PROBLEM =
Your task is to find every line in the records that holds the string "predicate" and copy it.

THE DATA =
- - - -
//! Route handlers for the relay.

pub mod alert;
pub mod health;

use axum::routing::{get, post};
use axum::Router;

use crate::state::AppState;

/// Build the router with all routes.
pub fn router() -> Router<AppState> {
    Router::new()
        // Alertmanager webhook; other methods get 405
        .route("/alert", post(alert::receive_alert))
        // Health check
        .route("/health", get(health::health))
}
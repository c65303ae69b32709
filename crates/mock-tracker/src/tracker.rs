//! In-memory tracker implementation.

use std::collections::HashMap;
use std::sync::{Mutex, MutexGuard};
use std::time::Duration;

use async_trait::async_trait;
use tokio::time::sleep;
use tracker_core::{
    CreatedIssue, IssueState, IssueTracker, Phase, ProjectRef, TrackerError, TrackerIssue,
};

/// A call received by the mock, in arrival order.
#[derive(Debug, Clone, PartialEq, Eq)]
pub enum TrackerCall {
    Lookup {
        project: String,
        title: String,
    },
    Create {
        project: String,
        title: String,
        description: String,
    },
    Comment {
        project: String,
        iid: u64,
        body: String,
    },
}

#[derive(Default)]
struct State {
    issues: HashMap<ProjectRef, Vec<TrackerIssue>>,
    calls: Vec<TrackerCall>,
    create_failures: HashMap<String, u16>,
    lookup_failure: Option<u16>,
    comment_failure: Option<u16>,
    malformed_lookup: bool,
    unconfirmed_creates: bool,
}

/// An issue tracker that lives in memory.
///
/// Share it with the code under test through an `Arc` and keep a handle to
/// inspect [`calls`](Self::calls) afterwards.
#[derive(Default)]
pub struct MockTracker {
    state: Mutex<State>,
    latency: Option<Duration>,
}

impl MockTracker {
    /// Create an empty tracker with no latency.
    pub fn new() -> Self {
        Self::default()
    }

    /// Create an empty tracker that sleeps before answering every call.
    pub fn with_latency(latency: Duration) -> Self {
        Self {
            latency: Some(latency),
            ..Self::default()
        }
    }

    /// Insert an issue directly, bypassing call recording.
    pub fn seed_issue(&self, project: &ProjectRef, iid: u64, title: &str, state: IssueState) {
        self.lock()
            .issues
            .entry(project.clone())
            .or_default()
            .push(TrackerIssue {
                iid,
                title: title.to_string(),
                state,
                web_url: None,
            });
    }

    /// Reject create calls for this exact title with the given status.
    pub fn fail_create_for(&self, title: &str, status: u16) {
        self.lock()
            .create_failures
            .insert(title.to_string(), status);
    }

    /// Reject every lookup with the given status.
    pub fn fail_lookup_with(&self, status: u16) {
        self.lock().lookup_failure = Some(status);
    }

    /// Reject every comment with the given status.
    pub fn fail_comments_with(&self, status: u16) {
        self.lock().comment_failure = Some(status);
    }

    /// Answer lookups with a body that cannot be decoded.
    pub fn malformed_lookups(&self) {
        self.lock().malformed_lookup = true;
    }

    /// Accept creates without returning the created issue.
    pub fn unconfirmed_creates(&self) {
        self.lock().unconfirmed_creates = true;
    }

    /// All calls received so far.
    pub fn calls(&self) -> Vec<TrackerCall> {
        self.lock().calls.clone()
    }

    /// Number of create calls received, failed ones included.
    pub fn create_count(&self) -> usize {
        self.count(|call| matches!(call, TrackerCall::Create { .. }))
    }

    /// Number of comment calls received, failed ones included.
    pub fn comment_count(&self) -> usize {
        self.count(|call| matches!(call, TrackerCall::Comment { .. }))
    }

    /// Number of lookup calls received.
    pub fn lookup_count(&self) -> usize {
        self.count(|call| matches!(call, TrackerCall::Lookup { .. }))
    }

    /// Issues currently stored for a project.
    pub fn issues(&self, project: &ProjectRef) -> Vec<TrackerIssue> {
        self.lock()
            .issues
            .get(project)
            .cloned()
            .unwrap_or_default()
    }

    fn count(&self, predicate: impl Fn(&TrackerCall) -> bool) -> usize {
        self.lock().calls.iter().filter(|call| predicate(call)).count()
    }

    fn lock(&self) -> MutexGuard<'_, State> {
        // A panicking test thread must not hide the state from other assertions.
        self.state.lock().unwrap_or_else(|poisoned| poisoned.into_inner())
    }

    async fn pause(&self) {
        if let Some(latency) = self.latency {
            sleep(latency).await;
        }
    }
}

fn rejected(phase: Phase, status: u16) -> TrackerError {
    TrackerError::Status {
        phase,
        status,
        body: format!("mock tracker rejected {}", phase),
    }
}

#[async_trait]
impl IssueTracker for MockTracker {
    async fn find_open_issues_by_title(
        &self,
        project: &ProjectRef,
        title: &str,
    ) -> Result<Vec<TrackerIssue>, TrackerError> {
        self.pause().await;

        let mut state = self.lock();
        state.calls.push(TrackerCall::Lookup {
            project: project.to_string(),
            title: title.to_string(),
        });

        if let Some(status) = state.lookup_failure {
            return Err(rejected(Phase::Lookup, status));
        }
        if state.malformed_lookup {
            return Err(TrackerError::Decode {
                phase: Phase::Lookup,
                message: "expected value at line 1 column 1".to_string(),
            });
        }

        let needle = title.trim().to_lowercase();
        let found = state
            .issues
            .get(project)
            .map(|issues| {
                issues
                    .iter()
                    .filter(|issue| issue.state.is_open())
                    .filter(|issue| issue.title.to_lowercase().contains(&needle))
                    .cloned()
                    .collect()
            })
            .unwrap_or_default();
        Ok(found)
    }

    async fn create_issue(
        &self,
        project: &ProjectRef,
        title: &str,
        description: &str,
    ) -> Result<CreatedIssue, TrackerError> {
        self.pause().await;

        let mut state = self.lock();
        state.calls.push(TrackerCall::Create {
            project: project.to_string(),
            title: title.to_string(),
            description: description.to_string(),
        });

        if let Some(status) = state.create_failures.get(title) {
            return Err(rejected(Phase::Create, *status));
        }

        let unconfirmed = state.unconfirmed_creates;
        let issues = state.issues.entry(project.clone()).or_default();
        let iid = issues.iter().map(|issue| issue.iid).max().unwrap_or(0) + 1;
        let issue = TrackerIssue::opened(iid, title);
        issues.push(issue.clone());

        if unconfirmed {
            Ok(CreatedIssue::Unconfirmed)
        } else {
            Ok(CreatedIssue::Confirmed(issue))
        }
    }

    async fn add_comment(
        &self,
        project: &ProjectRef,
        iid: u64,
        body: &str,
    ) -> Result<(), TrackerError> {
        self.pause().await;

        let mut state = self.lock();
        state.calls.push(TrackerCall::Comment {
            project: project.to_string(),
            iid,
            body: body.to_string(),
        });

        if let Some(status) = state.comment_failure {
            return Err(rejected(Phase::Comment, status));
        }

        let exists = state
            .issues
            .get(project)
            .is_some_and(|issues| issues.iter().any(|issue| issue.iid == iid));
        if !exists {
            return Err(rejected(Phase::Comment, 404));
        }
        Ok(())
    }

    fn name(&self) -> &str {
        "MockTracker"
    }
}
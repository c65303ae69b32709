//! Issue types as seen by a tracker.

use serde::{Deserialize, Serialize};

/// Lifecycle state of a tracker issue.
#[derive(Debug, Clone, Copy, PartialEq, Eq, Serialize, Deserialize)]
#[serde(rename_all = "snake_case")]
pub enum IssueState {
    Opened,
    Closed,
    /// Any state this crate does not know about (e.g. `locked`).
    #[serde(other)]
    Other,
}

impl IssueState {
    /// Returns true if the issue still counts as open for deduplication.
    pub fn is_open(&self) -> bool {
        matches!(self, IssueState::Opened)
    }
}

/// An issue owned by the remote tracker.
///
/// Only the fields the relay reads are decoded; everything else in the
/// tracker's response is ignored.
#[derive(Debug, Clone, PartialEq, Eq, Serialize, Deserialize)]
pub struct TrackerIssue {
    /// Project-scoped issue number.
    pub iid: u64,
    /// Issue title as stored by the tracker.
    pub title: String,
    /// Current state.
    pub state: IssueState,
    /// Browser URL, when the tracker reports one.
    #[serde(default, skip_serializing_if = "Option::is_none")]
    pub web_url: Option<String>,
}

impl TrackerIssue {
    /// Create an open issue.
    pub fn opened(iid: u64, title: impl Into<String>) -> Self {
        Self {
            iid,
            title: title.into(),
            state: IssueState::Opened,
            web_url: None,
        }
    }

    /// Returns true if this issue's trimmed title equals the trimmed `title`.
    pub fn title_matches(&self, title: &str) -> bool {
        self.title.trim() == title.trim()
    }
}

/// Result of a successful create call.
#[derive(Debug, Clone, PartialEq, Eq)]
pub enum CreatedIssue {
    /// The tracker returned the new issue.
    Confirmed(TrackerIssue),
    /// The tracker accepted the request but its body could not be decoded.
    Unconfirmed,
}

impl CreatedIssue {
    /// Issue number of the created issue, if known.
    pub fn iid(&self) -> Option<u64> {
        match self {
            CreatedIssue::Confirmed(issue) => Some(issue.iid),
            CreatedIssue::Unconfirmed => None,
        }
    }
}
//! Alertmanager webhook route.

use alert_templates::AlertPayload;
use axum::body::Bytes;
use axum::extract::State;
use serde_json::Value;
use tracing::info;

use crate::error::{RelayError, Result};
use crate::state::AppState;

/// Acknowledgement returned once a payload has been processed.
pub const ACK: &str = "Alert received and processed";

/// Receive one webhook notification.
///
/// The body is decoded by hand so that every decode failure is a 400,
/// whatever the request's content type says.
pub async fn receive_alert(State(state): State<AppState>, body: Bytes) -> Result<&'static str> {
    let payload = decode_payload(&body)?;
    info!(
        alerts = payload.alerts.len(),
        status = %payload.status,
        receiver = %payload.receiver,
        "Webhook received"
    );

    let report = state.ingestor.ingest(&payload).await;
    info!(%report, "Webhook processed");

    if report.all_invalid() {
        return Err(RelayError::InvalidInput(
            "every alert rendered an empty title".to_string(),
        ));
    }
    Ok(ACK)
}

/// Decode a webhook body, accepting only a JSON object.
///
/// The derived payload deserializer would also take a JSON array and fill
/// every missing field with its default.
fn decode_payload(body: &[u8]) -> Result<AlertPayload> {
    let value: Value = serde_json::from_slice(body)?;
    if !value.is_object() {
        return Err(RelayError::InvalidInput(
            "payload must be a JSON object".to_string(),
        ));
    }
    Ok(serde_json::from_value(value)?)
}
- - - -
OUTPUT FOR THIS TASK =
    fn count(&self, predicate: impl Fn(&TrackerCall) -> bool) -> usize {
        self.lock().calls.iter().filter(|call| predicate(call)).count()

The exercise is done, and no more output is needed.